> **Instructions to follow**
Start at the first line of the material. Repeat each line exactly through the one containing "use crate::db;", then stop.

> **Dataset content**
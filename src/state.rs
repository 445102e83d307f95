// src/state.rs
// Application state shared across handlers

use anyhow::Result;
use sqlx::SqlitePool;
use std::sync::Arc;
use tracing::info;

use crate::auth::AuthService;
use crate::comments::CommentStore;
use crate::config::PortalConfig;
use crate::db;
use crate::news::NewsStore;
use crate::posts::PostStore;

pub struct AppState {
    pub config: PortalConfig,
    pub pool: SqlitePool,
    pub auth_service: Arc<AuthService>,
    pub news_store: Arc<NewsStore>,
    pub post_store: Arc<PostStore>,
    pub comment_store: Arc<CommentStore>,
}

impl AppState {
    pub fn new(pool: SqlitePool, config: PortalConfig) -> Self {
        info!("Initializing application state");

        let auth_service = Arc::new(AuthService::new(pool.clone(), &config.auth));
        let news_store = Arc::new(NewsStore::new(
            pool.clone(),
            config.content.default_news_image.clone(),
        ));
        let post_store = Arc::new(PostStore::new(pool.clone()));
        let comment_store = Arc::new(CommentStore::new(pool.clone()));

        Self {
            config,
            pool,
            auth_service,
            news_store,
            post_store,
            comment_store,
        }
    }

    /// Connects, migrates and wires every service from `config`.
    pub async fn from_config(config: PortalConfig) -> Result<Arc<Self>> {
        let pool = db::init(&config.database).await?;
        Ok(Arc::new(Self::new(pool, config)))
    }
}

> **Exercise answer**
filename src/state.rs
repository 445102e83d307f95
// src/state.rs
// Application state shared across handlers

use anyhow::Result;
use sqlx::SqlitePool;
use std::sync::Arc;
use tracing::info;

use crate::auth::AuthService;
use crate::comments::CommentStore;
use crate::config::PortalConfig;
use crate::db;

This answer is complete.